Where does this come from for me? Well, the one experience that I goes back to when I saw that Sullivan was getting married was a few years ago when I “dated” this guy Dave for about five and a half minutes, just long enough to meet a couple of his friends and realize how amazing they were. Dave, not so much, because he had strong “types” for men in his black and white and shallow world. Great looking man, but oy. A couple of years later, after Dave had been presented with a restraining order (nothing to do with me!) and moved to the South Bay and moved somewhere else and then to Southern California then somewhere else (itinerancy takes many forms), he was up here visiting with his “fiancé” (scare-quotes only because same-sex marriage was not legal then, nor is it at the moment).
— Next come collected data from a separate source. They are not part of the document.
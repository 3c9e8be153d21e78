//! Property-based tests for the solvers, trees and curves.

use proptest::prelude::*;
use std::collections::BTreeSet;

use kary_oracle::prelude::*;
use kary_oracle::solvers::{create_assignment_search, create_subset_search};
use kary_oracle::simulation;
use kary_oracle::tree::{self, Tree};

fn quiet() -> Parameters {
    Parameters {
        quiet: true,
        ..Default::default()
    }
}

/// Strategy: rows of 1-7 objects over 1-4 attributes with up to three values each.
fn rows_strategy() -> impl Strategy<Value = Vec<Vec<i64>>> {
    (1..=7usize, 1..=4usize).prop_flat_map(|(n, d)| {
        prop::collection::vec(prop::collection::vec(0..3i64, d), n)
    })
}

fn table_of(rows: &[Vec<i64>], attributes: usize) -> ObjectTable {
    rows.iter()
        .enumerate()
        .map(|(i, row)| {
            let object = row
                .iter()
                .take(attributes)
                .enumerate()
                .map(|(a, value)| (format!("a{}", a), Value::Int(*value)))
                .collect();
            (format!("o{}", i), object)
        })
        .collect()
}

fn subset_cost(table: &ObjectTable) -> f64 {
    let index = ObjectIndex::new(table).unwrap();
    let mut search = create_subset_search(&index, quiet());
    search.solve().unwrap().cost
}

proptest! {
    // 1. Cost is zero exactly for singletons and irreducible universes
    #[test]
    fn cost_zero_iff_unsplittable(rows in rows_strategy()) {
        let table = table_of(&rows, rows[0].len());
        let cost = subset_cost(&table);
        let irreducible = rows.iter().all(|row| *row == rows[0]);
        prop_assert!(cost >= 0.0, "cost={cost}");
        prop_assert_eq!(cost == 0.0, irreducible, "cost={}", cost);
    }

    // 2. Both encodings give bit-identical root costs
    #[test]
    fn encodings_agree(rows in rows_strategy()) {
        let table = table_of(&rows, rows[0].len());
        let index = ObjectIndex::new(&table).unwrap();
        let mut subset = create_subset_search(&index, quiet());
        let mut assignment = create_assignment_search(&index, quiet());
        prop_assert_eq!(
            subset.solve().unwrap().cost,
            assignment.solve().unwrap().cost
        );
    }

    // 3. Every assignment state costs what its candidate set costs
    #[test]
    fn assignment_costs_match_subset_costs(rows in rows_strategy()) {
        let table = table_of(&rows, rows[0].len());
        let index = ObjectIndex::new(&table).unwrap();
        let mut subset = create_subset_search(&index, quiet());
        let mut assignment = create_assignment_search(&index, quiet());
        assignment.solve().unwrap();

        for (state, entry) in assignment.policy().iter() {
            let candidates = entry.candidates.as_ref().unwrap();
            let cost = subset.optimal_cost(candidates).unwrap();
            prop_assert_eq!(entry.cost, cost, "state={:?}", state);
        }
    }

    // 4. More attributes never cost more once every object is identifiable
    #[test]
    fn extra_attribute_never_hurts(rows in rows_strategy()) {
        let d = rows[0].len();
        prop_assume!(d >= 2);
        let distinct = rows.iter().map(|row| &row[..d - 1]).collect::<BTreeSet<_>>();
        prop_assume!(distinct.len() == rows.len());
        let fewer = subset_cost(&table_of(&rows, d - 1));
        let more = subset_cost(&table_of(&rows, d));
        prop_assert!(more <= fewer + 1e-12, "more={more} fewer={fewer}");
    }

    // 5. Walking the tree with an object's values reaches a leaf holding it
    #[test]
    fn tree_is_sound(rows in rows_strategy()) {
        let table = table_of(&rows, rows[0].len());
        let index = ObjectIndex::new(&table).unwrap();
        let mut search = create_subset_search(&index, quiet());
        let cost = search.solve().unwrap().cost;
        let tree = tree::build_tree(&search.policy(), index.universe()).unwrap();

        prop_assert_eq!(tree.size(), rows.len());
        prop_assert_eq!(tree.expected_queries(), cost);
        prop_assert!(tree.depth() <= rows[0].len());
        for (id, attributes) in &table {
            let ids = tree.classify(attributes);
            prop_assert!(ids.is_some_and(|ids| ids.contains(id)), "id={}", id);
        }
    }

    // 6. Resolved mass never decreases and the curve sums to the cost
    #[test]
    fn curve_resolves_monotonically(rows in rows_strategy()) {
        let table = table_of(&rows, rows[0].len());
        let index = ObjectIndex::new(&table).unwrap();
        let mut search = create_subset_search(&index, quiet());
        let cost = search.solve().unwrap().cost;
        let curve = simulation::simulate(&search.policy(), index.universe(), None).unwrap();

        for pair in curve.windows(2) {
            prop_assert!(pair[1].resolved_mass >= pair[0].resolved_mass - 1e-12);
            prop_assert!(pair[1].expected_candidates <= pair[0].expected_candidates + 1e-12);
        }
        let last = curve.last().unwrap();
        prop_assert!(last.resolved_mass >= 1.0 - 1e-9);
        let unresolved = curve.iter().map(|row| 1.0 - row.resolved_mass).sum::<f64>();
        prop_assert!((unresolved - cost).abs() < 1e-9, "unresolved={unresolved} cost={cost}");
    }
}

#[test]
fn scenario_single_difference() {
    let table: ObjectTable =
        serde_json::from_str(r#"{"a": {"p": true}, "b": {"p": false}}"#).unwrap();
    let index = ObjectIndex::new(&table).unwrap();
    let mut search = create_subset_search(&index, quiet());
    assert_eq!(search.solve().unwrap().cost, 1.0);

    let tree = tree::build_tree(&search.policy(), index.universe()).unwrap();
    let Tree::Node {
        attribute,
        children,
        ..
    } = tree
    else {
        panic!("expected a node");
    };
    assert_eq!(attribute, "p");
    assert_eq!(children.len(), 2);
    assert!(children.iter().all(|branch| branch.subtree.is_leaf()));
}

#[test]
fn extra_attribute_can_split_irreducible_class() {
    // The pair is irreducible under `a0` alone and costs nothing; `a1` makes it cost a query.
    let rows = vec![vec![0, 2], vec![0, 0]];
    assert_eq!(subset_cost(&table_of(&rows, 1)), 0.0);
    assert_eq!(subset_cost(&table_of(&rows, 2)), 1.0);
}

#[test]
fn scenario_two_balanced_booleans() {
    let table: ObjectTable = serde_json::from_str(
        r#"{
            "a": {"p": false, "q": false},
            "b": {"p": false, "q": true},
            "c": {"p": true, "q": false},
            "d": {"p": true, "q": true}
        }"#,
    )
    .unwrap();
    let index = ObjectIndex::new(&table).unwrap();
    let mut subset = create_subset_search(&index, quiet());
    let mut assignment = create_assignment_search(&index, quiet());
    assert_eq!(subset.solve().unwrap().cost, 2.0);
    assert_eq!(assignment.solve().unwrap().cost, 2.0);
}

#[test]
fn scenario_identical_objects() {
    let table: ObjectTable = serde_json::from_str(
        r#"{"a": {"p": 1, "q": "x"}, "b": {"p": 1, "q": "x"}, "c": {"p": 1, "q": "x"}}"#,
    )
    .unwrap();
    let index = ObjectIndex::new(&table).unwrap();
    let mut search = create_subset_search(&index, quiet());
    assert_eq!(search.solve().unwrap().cost, 0.0);

    let tree = tree::build_tree(&search.policy(), index.universe()).unwrap();
    assert_eq!(
        tree,
        Tree::Leaf {
            size: 3,
            ids: vec![String::from("a"), String::from("b"), String::from("c")],
        }
    );
}

#[test]
fn scenario_curve_of_single_difference() {
    let table: ObjectTable =
        serde_json::from_str(r#"{"a": {"p": true}, "b": {"p": false}}"#).unwrap();
    let index = ObjectIndex::new(&table).unwrap();
    let mut search = create_subset_search(&index, quiet());
    search.solve().unwrap();

    let curve = simulation::simulate(&search.policy(), index.universe(), None).unwrap();
    assert_eq!(curve.len(), 2);
    assert_eq!(curve[0].turn, 0);
    assert_eq!(curve[0].expected_candidates, 2.0);
    assert_eq!(curve[0].resolved_mass, 0.0);
    assert_eq!(curve[1].turn, 1);
    assert_eq!(curve[1].resolved_mass, 1.0);
}

#[test]
fn empty_table_is_rejected() {
    let table = ObjectTable::new();
    assert!(matches!(
        ObjectIndex::new(&table),
        Err(OracleError::EmptyUniverse)
    ));
}
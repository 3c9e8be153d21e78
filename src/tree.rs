//! Decision trees read from a solved policy.

use crate::dp::Dp;
use crate::error::{OracleError, Result};
use crate::index::{Attributes, Value};
use crate::solvers::PolicyView;
use fixedbitset::FixedBitSet;
use serde::{Deserialize, Serialize};

/// Decision tree.
///
/// Serialized with a `type` tag, e.g. `{"type": "leaf", "size": 1, "ids": ["cat"]}`.
#[derive(Clone, Debug, PartialEq, Serialize, Deserialize)]
#[serde(tag = "type", rename_all = "lowercase")]
pub enum Tree {
    /// At most one candidate, or candidates no attribute can tell apart.
    Leaf { size: usize, ids: Vec<String> },
    /// Ask `attribute` and follow the branch of the answer.
    Node {
        attribute: String,
        size: usize,
        children: Vec<Branch>,
    },
}

/// Child of a node, reached when the asked attribute has `value`.
#[derive(Clone, Debug, PartialEq, Serialize, Deserialize)]
pub struct Branch {
    pub value: Value,
    pub subset_size: usize,
    pub subtree: Tree,
}

impl Tree {
    /// Number of candidates at the root of the tree.
    pub fn size(&self) -> usize {
        match self {
            Tree::Leaf { size, .. } | Tree::Node { size, .. } => *size,
        }
    }

    /// Returns whether the tree is a single leaf.
    pub fn is_leaf(&self) -> bool {
        matches!(self, Tree::Leaf { .. })
    }

    /// Maximum number of queries along any path.
    pub fn depth(&self) -> usize {
        match self {
            Tree::Leaf { .. } => 0,
            Tree::Node { children, .. } => {
                1 + children
                    .iter()
                    .map(|branch| branch.subtree.depth())
                    .max()
                    .unwrap_or(0)
            }
        }
    }

    /// Number of leaves.
    pub fn leaf_count(&self) -> usize {
        match self {
            Tree::Leaf { .. } => 1,
            Tree::Node { children, .. } => children
                .iter()
                .map(|branch| branch.subtree.leaf_count())
                .sum(),
        }
    }

    /// Expected number of queries under a uniform prior over the root candidates.
    ///
    /// For a tree built from an optimal policy, this is the optimal cost of its root.
    pub fn expected_queries(&self) -> f64 {
        match self {
            Tree::Leaf { .. } => 0.0,
            Tree::Node { size, children, .. } => {
                let mut residual = 0.0;

                for branch in children {
                    let weight = branch.subset_size as f64 / *size as f64;
                    residual += weight * branch.subtree.expected_queries();
                }

                1.0 + residual
            }
        }
    }

    /// Follows the branches matching an object's attributes and returns the ids at the leaf.
    ///
    /// Returns `None` if the object has no value for an asked attribute, or a value no branch
    /// holds.
    pub fn classify(&self, attributes: &Attributes) -> Option<&[String]> {
        let mut tree = self;

        loop {
            match tree {
                Tree::Leaf { ids, .. } => return Some(ids.as_slice()),
                Tree::Node {
                    attribute,
                    children,
                    ..
                } => {
                    let value = attributes.get(attribute)?;
                    tree = &children
                        .iter()
                        .find(|branch| branch.value == *value)?
                        .subtree;
                }
            }
        }
    }
}

/// Reconstructs the decision tree of the optimal policy below `state`.
///
/// The policy must have been computed for `state` first; reaching a splittable state without a
/// policy entry is an `InvariantViolation`.
///
/// # Examples
///
/// ```
/// use kary_oracle::prelude::*;
/// use kary_oracle::solvers;
/// use kary_oracle::tree::{self, Tree};
///
/// let table: ObjectTable = serde_json::from_str(
///     r#"{"cat": {"flies": false}, "crow": {"flies": true}}"#,
/// ).unwrap();
/// let index = ObjectIndex::new(&table).unwrap();
/// let mut search = solvers::create_subset_search(&index, Parameters::default());
/// search.solve().unwrap();
///
/// let tree = tree::build_tree(&search.policy(), index.universe()).unwrap();
/// assert_eq!(tree.depth(), 1);
/// assert_eq!(tree.leaf_count(), 2);
/// let Tree::Node { attribute, children, .. } = tree else { panic!() };
/// assert_eq!(attribute, "flies");
/// assert_eq!(children[0].value, Value::Bool(false));
/// assert_eq!(children[0].subtree, Tree::Leaf { size: 1, ids: vec![String::from("cat")] });
/// ```
pub fn build_tree<D: Dp>(policy: &PolicyView<'_, D>, state: &D::State) -> Result<Tree> {
    let candidates = policy.candidates(state)?;

    build(policy, state, &candidates)
}

fn build<D: Dp>(
    policy: &PolicyView<'_, D>,
    state: &D::State,
    candidates: &FixedBitSet,
) -> Result<Tree> {
    let index = policy.index();
    let size = candidates.count_ones(..);
    let leaf = || Tree::Leaf {
        size,
        ids: index.ids_of(candidates),
    };

    if size <= 1 {
        return Ok(leaf());
    }

    let entry = policy.get(state).ok_or_else(|| {
        OracleError::InvariantViolation(format!(
            "no policy entry for a state with {} candidates",
            size
        ))
    })?;

    let Some(attribute) = entry.attribute else {
        return Ok(leaf());
    };

    let children = policy.children(state, candidates, attribute)?;

    if children.len() < 2 {
        return Err(OracleError::InvariantViolation(format!(
            "recorded attribute `{}` does not split its state",
            index.attributes()[attribute]
        )));
    }

    let children = children
        .into_iter()
        .map(|(successor, part)| {
            Ok(Branch {
                value: index.values(attribute)[part.value].clone(),
                subset_size: part.size,
                subtree: build(policy, &successor, &part.candidates)?,
            })
        })
        .collect::<Result<Vec<_>>>()?;

    Ok(Tree::Node {
        attribute: index.attributes()[attribute].clone(),
        size,
        children,
    })
}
I walked into the bar where he was and he comes charging over to me and says, “I'm getting married. And he's white!” See, aside from me, Dave went in for the Latino types. Seriously. I could list the details (which he'd listed for me) of separate features of Latino men that were so important to him in a life-partner, but you can't cross a chasm in a hundred little steps, can you? So I'll spare you.
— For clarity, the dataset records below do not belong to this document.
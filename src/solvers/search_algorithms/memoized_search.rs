use super::policy_registry::{PolicyEntry, PolicyRegistry, PolicyView};
use crate::dp::Dp;
use crate::error::{OracleError, Result};
use crate::timer::Timer;
use fixedbitset::FixedBitSet;
use serde::{Deserialize, Serialize};
use smallvec::SmallVec;
use tracing::{debug, info};

/// Search parameters.
#[derive(Clone, Debug, Default, PartialEq, Serialize, Deserialize)]
#[serde(default)]
pub struct Parameters {
    /// Maximum number of distinct states to solve.
    pub state_limit: Option<usize>,
    /// Time limit in seconds for one call.
    pub time_limit: Option<f64>,
    /// Initial capacity of the policy registry.
    pub initial_registry_capacity: Option<usize>,
    /// Whether to suppress summary logs.
    pub quiet: bool,
}

/// Solution information.
#[derive(Clone, Debug, PartialEq, Serialize)]
pub struct Solution {
    /// Optimal expected number of queries from the target state.
    pub cost: f64,
    /// Number of states in the policy registry.
    pub states: usize,
    /// Elapsed time in seconds.
    pub time: f64,
}

/// Memoized depth-first evaluation of the expected-cost recurrence.
///
/// Each distinct state is solved at most once, and its [`PolicyEntry`] is written after all of
/// its successors are solved. The recursion depth is bounded by the number of attributes,
/// since an attribute that has split a state cannot split any of its successors.
///
/// If a call fails, the entries it recorded are removed again, so a policy view never exposes
/// the entries of an unfinished computation. Entries of earlier successful calls are kept.
/// Limits apply to each call separately.
pub struct MemoizedSearch<D: Dp> {
    dp: D,
    parameters: Parameters,
    registry: PolicyRegistry<D::State>,
    // States recorded by the running call.
    recorded: Vec<D::State>,
    expanded: usize,
    timer: Timer,
}

impl<D: Dp> MemoizedSearch<D> {
    /// Creates a new search.
    pub fn new(dp: D, parameters: Parameters) -> Self {
        let registry = parameters
            .initial_registry_capacity
            .map(PolicyRegistry::with_capacity)
            .unwrap_or_default();
        let timer = Timer::new(parameters.time_limit);

        Self {
            dp,
            parameters,
            registry,
            recorded: Vec::new(),
            expanded: 0,
            timer,
        }
    }

    /// Returns the state encoding.
    pub fn dp(&self) -> &D {
        &self.dp
    }

    /// Returns the parameters.
    pub fn parameters(&self) -> &Parameters {
        &self.parameters
    }

    /// Returns a read-only view of the policy table.
    pub fn policy(&self) -> PolicyView<'_, D> {
        PolicyView::new(&self.dp, &self.registry)
    }

    /// Computes the optimal expected number of queries from a state.
    ///
    /// On success, every state reachable from `state` under the optimal policy has a policy
    /// entry.
    pub fn optimal_cost(&mut self, state: &D::State) -> Result<f64> {
        if let Some(entry) = self.registry.get(state) {
            return Ok(entry.cost);
        }

        let candidates = self.dp.get_candidates(state)?;
        debug!(
            candidates = candidates.count_ones(..),
            registered = self.registry.len(),
            "solving state"
        );
        self.timer.restart();
        self.expanded = 0;

        let result = self.visit(state.clone(), candidates);

        if result.is_err() {
            for state in &self.recorded {
                self.registry.remove(state);
            }
        }

        self.recorded.clear();

        result
    }

    /// Solves the target state.
    pub fn solve(&mut self) -> Result<Solution> {
        let target = self.dp.get_target();
        let cost = self.optimal_cost(&target)?;
        let solution = Solution {
            cost,
            states: self.registry.len(),
            time: self.timer.get_elapsed_time(),
        };

        if !self.parameters.quiet {
            info!(
                cost = solution.cost,
                states = solution.states,
                time = solution.time,
                "solved"
            );
        }

        Ok(solution)
    }

    fn check_limits(&self) -> Result<()> {
        if let Some(limit) = self.parameters.state_limit {
            if self.expanded >= limit {
                return Err(OracleError::ResourceExhausted(format!(
                    "state limit of {} reached",
                    limit
                )));
            }
        }

        if self.timer.check_time_limit() {
            return Err(OracleError::ResourceExhausted(format!(
                "time limit reached after {:.3}s",
                self.timer.get_elapsed_time()
            )));
        }

        Ok(())
    }

    fn record(
        &mut self,
        state: D::State,
        candidates: FixedBitSet,
        cost: f64,
        attribute: Option<usize>,
    ) -> Result<()> {
        let entry = PolicyEntry {
            candidates: (!self.dp.is_candidate_set()).then_some(candidates),
            cost,
            attribute,
        };
        self.registry.insert(state.clone(), entry)?;
        self.recorded.push(state);

        Ok(())
    }

    fn visit(&mut self, state: D::State, candidates: FixedBitSet) -> Result<f64> {
        if let Some(entry) = self.registry.get(&state) {
            return Ok(entry.cost);
        }

        self.check_limits()?;
        self.expanded += 1;

        let size = candidates.count_ones(..);

        if size <= 1 {
            self.record(state, candidates, 0.0, None)?;

            return Ok(0.0);
        }

        let queries = self
            .dp
            .get_queries(&state)
            .into_iter()
            .collect::<SmallVec<[usize; 16]>>();
        let mut best: Option<(usize, f64)> = None;

        for attribute in queries {
            let partition = self.dp.get_index().partition(&candidates, attribute)?;

            if partition.len() < 2 {
                continue;
            }

            let mut residual = 0.0;

            for part in partition {
                let weight = part.size as f64 / size as f64;
                let successor = self.dp.get_successor(&state, attribute, &part);
                residual += weight * self.visit(successor, part.candidates)?;
            }

            let cost = 1.0 + residual;

            // Strict comparison keeps the first attribute among ties.
            if best.map_or(true, |(_, best_cost)| cost < best_cost) {
                best = Some((attribute, cost));
            }
        }

        let (attribute, cost) = match best {
            Some((attribute, cost)) => (Some(attribute), cost),
            None => (None, 0.0),
        };
        self.record(state, candidates, cost, attribute)?;

        Ok(cost)
    }
}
Anyway, Dave is who I thought of when I was figuring out my feelings towards Sullivan's nuptials. I don't know Andrew at all; I've never had direct contact with Andrew except for the reply I got after I Fedexed him a copy of Baby Be-Bop, the then-current installment of the Weetzie Bat series by Francesca Lia Block. It was three months after Allen had died and I thought the author of a book such as Virtually Normal needed some Weetzie Bat far more than I did.

I jokingly told Ronald that had I had only Sullivan and Paglia as “luminaries” guiding my path out of the Closet, I might have stayed in.

Seriously, people, how'd we end up with these two as front-runners when there are so many other, better voices out there?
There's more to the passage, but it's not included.